The saga begins with the wedding of Mukesh Ambani’s daughter, Isha Ambani Piramal. It then goes back to talk about the patriarch of the family and the founder of the empire, Dhirubhai Ambani. Ambani hails from the Indian state of Gujarat. Instead of working for others, Gujaratis mainly ply their own businesses. Many of the motels and hotels in America are owned by Gujaratis.
Dhirubhai's quest to become someone took him to Aden (now in Yemen) in the fifties. He worked first as a gas station attendant there, and then was promoted to a clerical job. He returned to India with Indian Rupees 50,000, an enormous sum in those days, in his pocket. That he could save so much money in the relatively petty jobs that he held in Aden is testament to his frugality. His older son, Mukesh, was born in Aden.
Upon his return to India, Dhirubhai started a business exporting spices. His family was now his wife, Kokilaben; two sons, Mukesh and Anil; and two daughters. All of them lived crammed in a two-room chawl (best described as a shared house, similar to the projects in Paris, only the Ambanis shared the single communal bathroom with a hundred other families) in Mumbai. Imagine that! And now the Ambanis, just 40 years later, live in the most expensive house in the world, the storied 27-storey Antilia, built in one of Mumbai's most posh neighbourhoods and staffed with 600 servants. I am sure their servants have more hygienic facilities than from where the Ambanis originated.
Dhirubhai died in 2002. When he died, he was worth over $6 billion. India had never seen a Horatio Alger rags-to-riches story like his. From spices he expanded to polyester to petrochemicals and then to oil and gas. Dhirubhai certainly had the nous for entrepreneurship, but he also played the system and bent the rules furiously. He grew close to the country's prime minister, Indira Gandhi, and finance minister (later president) Pranab Mukherjee. Dhirubhai famously said that his biggest customer was no one else but the Indian government.

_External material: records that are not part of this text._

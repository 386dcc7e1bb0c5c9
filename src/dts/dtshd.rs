//! DTS-HD container file chunk reader.
//!
//! Chunks are identified by an 8-byte ASCII magic followed by a 64-bit
//! big-endian byte length, DWORD-aligned. The reader collects the metadata
//! the driver needs (PBR smoothing buffer size, initial codec delay) and
//! locates the `STRMDATA` chunk holding the raw elementary stream. Unknown
//! chunks are skipped by their declared length; each recognized chunk may
//! appear at most once.

use anyhow::{Result, bail};
use log::{debug, warn};

use crate::utils::errors::DtshdError;

pub const CHUNK_DTSHDHDR: u64 = 0x4454534844484452; // "DTSHDHDR"
pub const CHUNK_FILEINFO: u64 = 0x46494C45494E464F; // "FILEINFO"
pub const CHUNK_CORESSMD: u64 = 0x434F524553534D44; // "CORESSMD"
pub const CHUNK_EXTSS_MD: u64 = 0x45585453535F4D44; // "EXTSS_MD"
pub const CHUNK_AUPR_HDR: u64 = 0x415550522D484452; // "AUPR-HDR"
pub const CHUNK_AUPRINFO: u64 = 0x41555052494E464F; // "AUPRINFO"
pub const CHUNK_NAVI_TBL: u64 = 0x4E4156492D54424C; // "NAVI-TBL"
pub const CHUNK_STRMDATA: u64 = 0x5354524D44415441; // "STRMDATA"
pub const CHUNK_TIMECODE: u64 = 0x54494D45434F4445; // "TIMECODE"
pub const CHUNK_BUILDVER: u64 = 0x4255494C44564552; // "BUILDVER"
pub const CHUNK_BLACKOUT: u64 = 0x424C41434B4F5554; // "BLACKOUT"
pub const CHUNK_BRANCHPT: u64 = 0x4252414E43485054; // "BRANCHPT"

/// Stream metadata flag bits of the `DTSHDHDR` chunk.
pub const BSM_IS_VBR: u16 = 1 << 0;
pub const BSM_PBRS_PERFORMED: u16 = 1 << 1;
pub const BSM_NAVI_EMBEDDED: u16 = 1 << 2;
pub const BSM_CORE_PRESENT: u16 = 1 << 3;
pub const BSM_EXTSS_PRESENT: u16 = 1 << 4;

/// `DTSHDHDR` file header chunk.
#[derive(Clone, Copy, Debug, Default)]
pub struct FileHeaderChunk {
    pub version: u32,
    pub ref_clock_code: u8,
    pub timestamp: u32,
    pub tc_frame_rate: u8,
    pub stream_metadata: u16,
    pub nb_audio_presentations: u8,
    pub nb_ext_substreams: u8,
}

impl FileHeaderChunk {
    pub fn is_vbr(&self) -> bool {
        self.stream_metadata & BSM_IS_VBR != 0
    }

    pub fn pbrs_performed(&self) -> bool {
        self.stream_metadata & BSM_PBRS_PERFORMED != 0
    }

    pub fn navigation_table_present(&self) -> bool {
        self.stream_metadata & BSM_NAVI_EMBEDDED != 0
    }

    pub fn core_present(&self) -> bool {
        self.stream_metadata & BSM_CORE_PRESENT != 0
    }

    pub fn ext_ss_present(&self) -> bool {
        self.stream_metadata & BSM_EXTSS_PRESENT != 0
    }
}

/// `CORESSMD` Core substream metadata chunk.
#[derive(Clone, Copy, Debug, Default)]
pub struct CoreMetadataChunk {
    pub max_sample_rate: u32,
    pub bitrate_kbps: u16,
    pub channel_mask: u16,
    pub frame_payload_bytes: u32,
}

/// `EXTSS_MD` Extension Substream metadata chunk.
#[derive(Clone, Copy, Debug, Default)]
pub struct ExtMetadataChunk {
    pub avg_bitrate_kbps: u32,
    /// VBR only: peak bitrate.
    pub peak_bitrate_kbps: u32,
    /// VBR only: PBR smoothing buffer size in KiB.
    pub pbr_smoothing_buf_size_kib: u16,
    /// CBR only: fixed frame payload size.
    pub frame_payload_bytes: u32,
}

/// `AUPR-HDR` audio presentation metadata chunk.
#[derive(Clone, Copy, Debug, Default)]
pub struct AudioPresMetadataChunk {
    pub presentation_index: u8,
    pub flags: u16,
    pub max_sample_rate: u32,
    pub nb_frames: u32,
    pub samples_per_frame: u16,
    /// 40-bit count of original audio samples at the maximum rate.
    pub nb_samples_orig_audio: u64,
    pub channel_mask: u16,
    /// Encoder delay in samples at the maximum rate.
    pub codec_delay_samples: u16,
}

/// Decoded DTS-HD container metadata and stream data location.
#[derive(Debug, Default)]
pub struct DtshdFileHandler {
    pub header: Option<FileHeaderChunk>,
    pub core_metadata: Option<CoreMetadataChunk>,
    pub ext_metadata: Option<ExtMetadataChunk>,
    pub audio_pres: Option<AudioPresMetadataChunk>,
    /// Byte range of the elementary stream inside the container.
    pub stream_data: Option<(usize, usize)>,
    warned_missing_pbr_stats: bool,
}

/// Returns true when the buffer starts with a DTS-HD container magic.
pub fn is_dtshd_file(data: &[u8]) -> bool {
    data.len() >= 8 && read_u64(data, 0) == CHUNK_DTSHDHDR
}

fn read_u64(data: &[u8], offset: usize) -> u64 {
    u64::from_be_bytes(data[offset..offset + 8].try_into().unwrap())
}

fn read_u32(data: &[u8], offset: usize) -> u32 {
    u32::from_be_bytes(data[offset..offset + 4].try_into().unwrap())
}

fn read_u16(data: &[u8], offset: usize) -> u16 {
    u16::from_be_bytes(data[offset..offset + 2].try_into().unwrap())
}

fn read_u24(data: &[u8], offset: usize) -> u32 {
    ((data[offset] as u32) << 16) | ((data[offset + 1] as u32) << 8) | data[offset + 2] as u32
}

fn read_u40(data: &[u8], offset: usize) -> u64 {
    ((read_u32(data, offset) as u64) << 8) | data[offset + 4] as u64
}

impl DtshdFileHandler {
    /// Number of leading audio frames to discard for delay trimming.
    pub fn initial_delay_frames(&self) -> u32 {
        self.audio_pres
            .filter(|pres| pres.samples_per_frame > 0)
            .map(|pres| (pres.codec_delay_samples / pres.samples_per_frame) as u32)
            .unwrap_or(0)
    }

    /// PBR smoothing buffer size from the container metadata, in KiB.
    pub fn pbr_smoothing_buf_size_kib(&self) -> Result<u32> {
        match &self.ext_metadata {
            Some(meta) => Ok(meta.pbr_smoothing_buf_size_kib as u32),
            None => bail!(DtshdError::MissingExtMetadata),
        }
    }

    /// Parses every metadata chunk, returning the handler once the stream
    /// data range is known.
    pub fn parse(data: &[u8]) -> Result<Self> {
        let mut handler = Self::default();
        let mut offset = 0usize;
        let mut seen_chunks: Vec<u64> = Vec::new();

        while offset + 16 <= data.len() {
            let chunk_id = read_u64(data, offset);
            let chunk_size = read_u64(data, offset + 8) as usize;
            let payload_start = offset + 16;

            if handler.header.is_none() && chunk_id != CHUNK_DTSHDHDR {
                bail!(DtshdError::HeaderNotFirst);
            }

            if chunk_id != CHUNK_STRMDATA && payload_start + chunk_size > data.len() {
                bail!(DtshdError::ChunkOverrun);
            }

            match chunk_id {
                CHUNK_DTSHDHDR => {
                    if handler.header.is_some() {
                        bail!(DtshdError::DuplicateChunk("DTSHDHDR"));
                    }
                    handler.header = Some(Self::parse_header(
                        &data[payload_start..payload_start + chunk_size],
                        chunk_size as u64,
                    )?);
                }
                CHUNK_CORESSMD => {
                    if handler.core_metadata.is_some() {
                        bail!(DtshdError::DuplicateChunk("CORESSMD"));
                    }
                    if chunk_size < 11 || chunk_size & 0x3 != 0 {
                        bail!(DtshdError::BadChunkSize {
                            chunk: "CORESSMD",
                            size: chunk_size as u64,
                        });
                    }
                    handler.core_metadata = Some(CoreMetadataChunk {
                        max_sample_rate: read_u24(data, payload_start),
                        bitrate_kbps: read_u16(data, payload_start + 3),
                        channel_mask: read_u16(data, payload_start + 5),
                        frame_payload_bytes: read_u32(data, payload_start + 7),
                    });
                }
                CHUNK_EXTSS_MD => {
                    if handler.ext_metadata.is_some() {
                        bail!(DtshdError::DuplicateChunk("EXTSS_MD"));
                    }
                    let is_vbr = handler
                        .header
                        .map(|hdr| hdr.is_vbr())
                        .unwrap_or(false);
                    let min_size = if is_vbr { 8 } else { 7 };
                    if chunk_size < min_size || chunk_size & 0x3 != 0 {
                        bail!(DtshdError::BadChunkSize {
                            chunk: "EXTSS_MD",
                            size: chunk_size as u64,
                        });
                    }

                    let mut meta = ExtMetadataChunk {
                        avg_bitrate_kbps: read_u24(data, payload_start),
                        ..Default::default()
                    };
                    if is_vbr {
                        meta.peak_bitrate_kbps = read_u24(data, payload_start + 3);
                        meta.pbr_smoothing_buf_size_kib = read_u16(data, payload_start + 6);
                    } else {
                        meta.frame_payload_bytes = read_u32(data, payload_start + 3);
                    }
                    handler.ext_metadata = Some(meta);
                }
                CHUNK_AUPR_HDR => {
                    if handler.audio_pres.is_some() {
                        bail!(DtshdError::DuplicateChunk("AUPR-HDR"));
                    }
                    if chunk_size < 21 {
                        bail!(DtshdError::BadChunkSize {
                            chunk: "AUPR-HDR",
                            size: chunk_size as u64,
                        });
                    }
                    handler.audio_pres = Some(AudioPresMetadataChunk {
                        presentation_index: data[payload_start],
                        flags: read_u16(data, payload_start + 1),
                        max_sample_rate: read_u24(data, payload_start + 3),
                        nb_frames: read_u32(data, payload_start + 6),
                        samples_per_frame: read_u16(data, payload_start + 10),
                        nb_samples_orig_audio: read_u40(data, payload_start + 12),
                        channel_mask: read_u16(data, payload_start + 17),
                        codec_delay_samples: read_u16(data, payload_start + 19),
                    });
                }
                CHUNK_STRMDATA => {
                    if handler.stream_data.is_some() {
                        bail!(DtshdError::DuplicateChunk("STRMDATA"));
                    }
                    if chunk_size == 0 {
                        bail!(DtshdError::EmptyStreamData);
                    }
                    if payload_start + chunk_size > data.len() {
                        bail!(DtshdError::ChunkOverrun);
                    }
                    handler.stream_data = Some((payload_start, payload_start + chunk_size));
                }
                CHUNK_FILEINFO | CHUNK_AUPRINFO | CHUNK_NAVI_TBL | CHUNK_TIMECODE
                | CHUNK_BUILDVER | CHUNK_BLACKOUT | CHUNK_BRANCHPT => {
                    if seen_chunks.contains(&chunk_id) {
                        bail!(DtshdError::DuplicateChunk("metadata"));
                    }
                    seen_chunks.push(chunk_id);
                    debug!("Skipping DTS-HD metadata chunk {chunk_id:#018X}");
                }
                _ => {
                    debug!("Skipping unknown DTS-HD chunk {chunk_id:#018X}");
                }
            }

            // Chunks are DWORD-aligned.
            offset = payload_start + chunk_size.div_ceil(4) * 4;
        }

        if handler.header.is_none() {
            bail!(DtshdError::HeaderNotFirst);
        }

        Ok(handler)
    }

    fn parse_header(payload: &[u8], declared_size: u64) -> Result<FileHeaderChunk> {
        if payload.len() < 14 || declared_size & 0x3 != 0 {
            bail!(DtshdError::BadChunkSize {
                chunk: "DTSHDHDR",
                size: declared_size,
            });
        }

        let version = read_u32(payload, 0);
        if version != 0 {
            bail!(DtshdError::UnsupportedVersion(version));
        }

        // 40-bit time code: 2-bit reference clock code, 6 reserved bits,
        // 32-bit timestamp.
        let ref_clock_code = payload[4] >> 6;
        let timestamp = read_u32(payload, 5);

        Ok(FileHeaderChunk {
            version,
            ref_clock_code,
            timestamp,
            tc_frame_rate: payload[9],
            stream_metadata: read_u16(payload, 10),
            nb_audio_presentations: payload[12],
            nb_ext_substreams: payload[13],
        })
    }

    /// Warns once when the container requests PBR smoothing but no
    /// statistics file was supplied.
    pub fn warn_missing_pbr_stats(&mut self) {
        if !self.warned_missing_pbr_stats {
            warn!(
                "Missing .dtspbr statistics file, unable to perform the PBR \
                 smoothing requested by the input file"
            );
            self.warned_missing_pbr_stats = true;
        }
    }
}

#[cfg(test)]
pub(crate) mod tests {
    use super::*;

    fn push_chunk(out: &mut Vec<u8>, id: u64, payload: &[u8]) {
        out.extend_from_slice(&id.to_be_bytes());
        out.extend_from_slice(&(payload.len() as u64).to_be_bytes());
        out.extend_from_slice(payload);
        while out.len() % 4 != 0 {
            out.push(0);
        }
    }

    pub(crate) fn build_container(stream: &[u8], pbr_buf_kib: u16) -> Vec<u8> {
        let mut out = Vec::new();

        let mut header = vec![0u8; 16];
        // version 0, ref clock 48 kHz (code 2 in the top bits of byte 4).
        header[4] = 0x80;
        header[10] = 0x00;
        header[11] = (BSM_IS_VBR | BSM_EXTSS_PRESENT) as u8;
        header[12] = 1; // one presentation
        header[13] = 0; // one extension substream
        push_chunk(&mut out, CHUNK_DTSHDHDR, &header);

        let mut ext_md = vec![0u8; 8];
        ext_md[0..3].copy_from_slice(&[0x00, 0x0F, 0x00]); // avg bitrate
        ext_md[3..6].copy_from_slice(&[0x00, 0x17, 0x70]); // peak bitrate
        ext_md[6..8].copy_from_slice(&pbr_buf_kib.to_be_bytes());
        push_chunk(&mut out, CHUNK_EXTSS_MD, &ext_md);

        push_chunk(&mut out, CHUNK_STRMDATA, stream);

        out
    }

    #[test]
    fn container_round_trip() -> Result<()> {
        let stream = [0xAAu8; 32];
        let data = build_container(&stream, 100);

        assert!(is_dtshd_file(&data));

        let handler = DtshdFileHandler::parse(&data)?;
        assert!(handler.header.unwrap().is_vbr());
        assert_eq!(handler.pbr_smoothing_buf_size_kib()?, 100);

        let (start, end) = handler.stream_data.unwrap();
        assert_eq!(&data[start..end], &stream);
        Ok(())
    }

    #[test]
    fn header_must_come_first() {
        let mut out = Vec::new();
        push_chunk(&mut out, CHUNK_FILEINFO, &[0u8; 8]);
        assert!(DtshdFileHandler::parse(&out).is_err());
    }

    #[test]
    fn duplicate_chunks_are_rejected() {
        let stream = [0u8; 4];
        let mut data = build_container(&stream, 10);
        let extra = build_container(&stream, 10);
        // Append a second EXTSS_MD chunk.
        data.extend_from_slice(&extra[32..56]);
        assert!(DtshdFileHandler::parse(&data).is_err());
    }
}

He married his older son, Mukesh, to Nita, and the younger son, Anil, to Tina. As is customary in an orthodox Gujarati family as his, both the brides were Gujarati. Nita he saw at a dance appearance where the petite danseuse was performing Indian classical dance. He was taken in by her looks—fair and pretty—fairness of course almost being a sine qua non for prettiness in India. He invited her home to meet his son, Mukesh.

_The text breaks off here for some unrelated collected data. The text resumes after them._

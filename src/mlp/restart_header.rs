//! Restart headers carrying decoder reset parameters.
//!
//! ## Restart Sync Words
//!
//! The 14-bit restart sync word is constrained by the substream index:
//!
//! - substream 0: 0x31EA
//! - substream 1: 0x31EA or 0x31EB
//! - substream 2: 0x31EB
//! - substream 3: 0x31EC
//!
//! The header closes with an 8-bit CRC over every bit since the sync word,
//! computed with polynomial 0x1D across the non-byte-aligned span.

use anyhow::{Result, bail};
use log::warn;

use crate::mlp::{MlpWarningFlags, max_substream_channels};
use crate::utils::bitstream_io::BsIoSliceReader;
use crate::utils::crc::{CRC_MLP_RESTART_HEADER_ALG, Crc8};
use crate::utils::errors::MlpRestartHeaderError;

static CRC_RESTART_HEADER: Crc8 = Crc8::new(&CRC_MLP_RESTART_HEADER_ALG);

const RESTART_SYNC_RANGES: [(u16, u16); 4] = [
    (0x31EA, 0x31EA),
    (0x31EA, 0x31EB),
    (0x31EB, 0x31EB),
    (0x31EC, 0x31EC),
];

/// Decoder initialization parameters of one substream.
#[derive(Clone, Copy, Debug, Default)]
pub struct RestartHeader {
    pub restart_sync_word: u16,
    pub output_timing: u16,
    pub min_chan: u8,
    pub max_chan: u8,
    pub max_matrix_chan: u8,
    pub dither_shift: u8,
    pub dither_seed: u32,
    pub max_shift: i8,
    pub max_lsbs: u8,
    pub max_bits: u8,
    pub error_protect: bool,
    pub lossless_check: u8,
    pub ch_assign: [u8; 16],
    pub restart_header_crc: u8,
}

impl RestartHeader {
    /// Noise channels come from the seeded generator rather than coded data
    /// when the sync word has a cleared LSB (0x31EA).
    pub fn noise_type(&self) -> bool {
        self.restart_sync_word & 0x1 != 0
    }

    pub fn read(
        reader: &mut BsIoSliceReader,
        ss_idx: usize,
        warnings: &mut MlpWarningFlags,
    ) -> Result<Self> {
        let start_pos = reader.position()?;

        let mut rh = Self {
            restart_sync_word: reader.get_n(14)?,
            output_timing: reader.get_n(16)?,
            min_chan: reader.get_n(4)?,
            max_chan: reader.get_n(4)?,
            max_matrix_chan: reader.get_n(4)?,
            dither_shift: reader.get_n(4)?,
            dither_seed: reader.get_n(23)?,
            max_shift: reader.get_s(4)?,
            max_lsbs: reader.get_n(5)?,
            ..Default::default()
        };

        if !(0x31EA..=0x31EC).contains(&rh.restart_sync_word) {
            bail!(MlpRestartHeaderError::UnknownSyncWord(rh.restart_sync_word));
        }

        let (lo, hi) = RESTART_SYNC_RANGES[ss_idx & 3];
        if rh.restart_sync_word < lo || hi < rh.restart_sync_word {
            bail!(MlpRestartHeaderError::SyncWordForbiddenForSubstream {
                sync_word: rh.restart_sync_word,
                substream: ss_idx,
            });
        }

        if rh.max_chan <= rh.min_chan {
            bail!(MlpRestartHeaderError::ChannelRangeEmpty {
                min_chan: rh.min_chan,
                max_chan: rh.max_chan,
            });
        }

        let max_channels = max_substream_channels(ss_idx);
        if rh.max_chan as u32 + 1 > max_channels {
            bail!(MlpRestartHeaderError::TooManyChannels {
                substream: ss_idx,
                count: rh.max_chan as u32 + 1,
                max: max_channels,
            });
        }

        if rh.max_matrix_chan as u32 + 1 > max_channels {
            bail!(MlpRestartHeaderError::TooManyMatrixChannels(
                rh.max_matrix_chan
            ));
        }

        if rh.max_shift < 0 || rh.max_shift > 24 {
            bail!(MlpRestartHeaderError::MaxShiftOutOfRange(rh.max_shift));
        }

        if rh.max_lsbs > 24 {
            bail!(MlpRestartHeaderError::MaxLsbsTooLarge(rh.max_lsbs));
        }

        let max_bits: u8 = reader.get_n(5)?;
        let max_bits_repeat: u8 = reader.get_n(5)?;

        if max_bits != max_bits_repeat {
            bail!(MlpRestartHeaderError::MaxBitsMismatch {
                first: max_bits,
                second: max_bits_repeat,
            });
        }

        if max_bits > 24 {
            bail!(MlpRestartHeaderError::MaxBitsTooLarge(max_bits));
        }

        rh.max_bits = max_bits;
        rh.error_protect = reader.get()?;
        rh.lossless_check = reader.get_n(8)?;

        let reserved: u16 = reader.get_n(16)?;
        if reserved != 0 && !warnings.restart_reserved_non_zero {
            warn!("Non-zero reserved field in restart header ({reserved:#06X})");
            warnings.restart_reserved_non_zero = true;
        }

        for i in 0..=rh.max_matrix_chan as usize {
            let ch_assign: u8 = reader.get_n(6)?;

            if ch_assign > rh.max_matrix_chan {
                bail!(MlpRestartHeaderError::ChannelAssignTooHigh {
                    index: i,
                    value: ch_assign,
                    max: rh.max_matrix_chan,
                });
            }

            rh.ch_assign[i] = ch_assign;
        }

        let len = reader.position()? - start_pos;

        rh.restart_header_crc = reader.get_n(8)?;

        let crc = reader.crc8_check(&CRC_RESTART_HEADER, start_pos, len)?;

        if crc != rh.restart_header_crc {
            bail!(MlpRestartHeaderError::CrcMismatch {
                calculated: crc,
                read: rh.restart_header_crc,
            });
        }

        Ok(rh)
    }
}

#[cfg(test)]
pub(crate) mod tests {
    use super::*;
    use crate::utils::bitstream_io::BsIoVecWriter;

    pub(crate) fn write_restart_header(w: &mut BsIoVecWriter, output_timing: u16) {
        w.put_n(14, 0x31EAu16).unwrap();
        w.put_n(16, output_timing).unwrap();
        w.put_n(4, 0u8).unwrap(); // min_chan
        w.put_n(4, 1u8).unwrap(); // max_chan
        w.put_n(4, 1u8).unwrap(); // max_matrix_chan
        w.put_n(4, 0u8).unwrap(); // dither_shift
        w.put_n(23, 0u32).unwrap(); // dither_seed
        w.put_n(4, 0u8).unwrap(); // max_shift
        w.put_n(5, 24u8).unwrap(); // max_lsbs
        w.put_n(5, 16u8).unwrap(); // max_bits
        w.put_n(5, 16u8).unwrap(); // max_bits repeated
        w.put(false).unwrap(); // error_protect
        w.put_n(8, 0u8).unwrap(); // lossless_check
        w.put_n(16, 0u16).unwrap(); // reserved
        w.put_n(6, 0u8).unwrap(); // ch_assign[0]
        w.put_n(6, 1u8).unwrap(); // ch_assign[1]
    }

    #[test]
    fn crc_mismatch_is_detected() {
        let mut w = BsIoVecWriter::default();
        write_restart_header(&mut w, 0);
        w.byte_align().unwrap();
        let body = w.finish().unwrap();

        let mut probe_reader = BsIoSliceReader::from_slice(&body);
        let len = 14 + 16 + 4 * 3 + 4 + 23 + 4 + 5 * 3 + 1 + 8 + 16 + 6 * 2;
        let crc = probe_reader.crc8_check(&CRC_RESTART_HEADER, 0, len).unwrap();

        let mut w = BsIoVecWriter::default();
        write_restart_header(&mut w, 0);
        w.put_n(8, crc ^ 0x55).unwrap(); // corrupted CRC
        w.byte_align().unwrap();
        let data = w.finish().unwrap();

        let mut reader = BsIoSliceReader::from_slice(&data);
        assert!(RestartHeader::read(&mut reader, 0, &mut MlpWarningFlags::default()).is_err());
    }

    #[test]
    fn valid_header_parses_with_correct_crc() -> Result<()> {
        let mut w = BsIoVecWriter::default();
        write_restart_header(&mut w, 0x1234);
        w.byte_align().unwrap();
        let body = w.finish().unwrap();

        // Derive the expected CRC with the same routine the parser uses.
        let mut probe_reader = BsIoSliceReader::from_slice(&body);
        let len = 14 + 16 + 4 * 3 + 4 + 23 + 4 + 5 * 3 + 1 + 8 + 16 + 6 * 2;
        let crc = probe_reader.crc8_check(&CRC_RESTART_HEADER, 0, len)?;

        let mut w = BsIoVecWriter::default();
        write_restart_header(&mut w, 0x1234);
        w.put_n(8, crc).unwrap();
        w.byte_align().unwrap();
        let data = w.finish().unwrap();

        let mut reader = BsIoSliceReader::from_slice(&data);
        let rh = RestartHeader::read(&mut reader, 0, &mut MlpWarningFlags::default())?;
        assert_eq!(rh.restart_sync_word, 0x31EA);
        assert_eq!(rh.output_timing, 0x1234);
        assert_eq!(rh.max_chan, 1);
        assert_eq!(rh.max_bits, 16);
        assert!(!rh.noise_type());
        Ok(())
    }

    #[test]
    fn sync_word_constrained_by_substream() {
        let mut w = BsIoVecWriter::default();
        w.put_n(14, 0x31ECu16).unwrap();
        w.put_n(16, 0u16).unwrap();
        w.put_n(4, 0u8).unwrap();
        w.put_n(4, 1u8).unwrap();
        w.put_n(4, 1u8).unwrap();
        w.put_n(4, 0u8).unwrap();
        w.put_n(23, 0u32).unwrap();
        w.put_n(4, 0u8).unwrap();
        w.put_n(5, 0u8).unwrap();
        w.put_n(5, 16u8).unwrap();
        w.put_n(5, 16u8).unwrap();
        w.put(false).unwrap();
        w.put_n(8, 0u8).unwrap();
        w.put_n(16, 0u16).unwrap();
        w.put_n(6, 0u8).unwrap();
        w.put_n(6, 0u8).unwrap();
        w.put_n(8, 0u8).unwrap();
        w.byte_align().unwrap();
        let data = w.finish().unwrap();

        let mut reader = BsIoSliceReader::from_slice(&data);
        // 0x31EC is reserved for substream 3.
        assert!(RestartHeader::read(&mut reader, 0, &mut MlpWarningFlags::default()).is_err());
    }
}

Mukesh of course had no choice in the matter. If his father approved of a girl, he just had to go along for the ride. So he took Nita on a ride in the family's old Fiat car on a road adjacent to Mumbai's seafront. Those were the days of socialism in India; even if you were rich, you did not show it. How this would change twenty-five years later! The Fiat stalled midway, and the suitor and the suited had to hail a taxi, another Fiat, back home.
Anil's case was different. Nita came from a conservative middle-class Gujarati family and therefore automatically fit into the Ambani household. Anil had no shortage of eligible brides willing to betroth him, but his heart was set on the film actress, Tina Munim. Tina was a rebel even by the standards of an Indian woman of today. After relationships with other actors that she never concealed, she went on to live with a still-married much older superstar of yore, Rajesh Khanna. Anil was not fazed by Tina's past, but Dhirubhai was.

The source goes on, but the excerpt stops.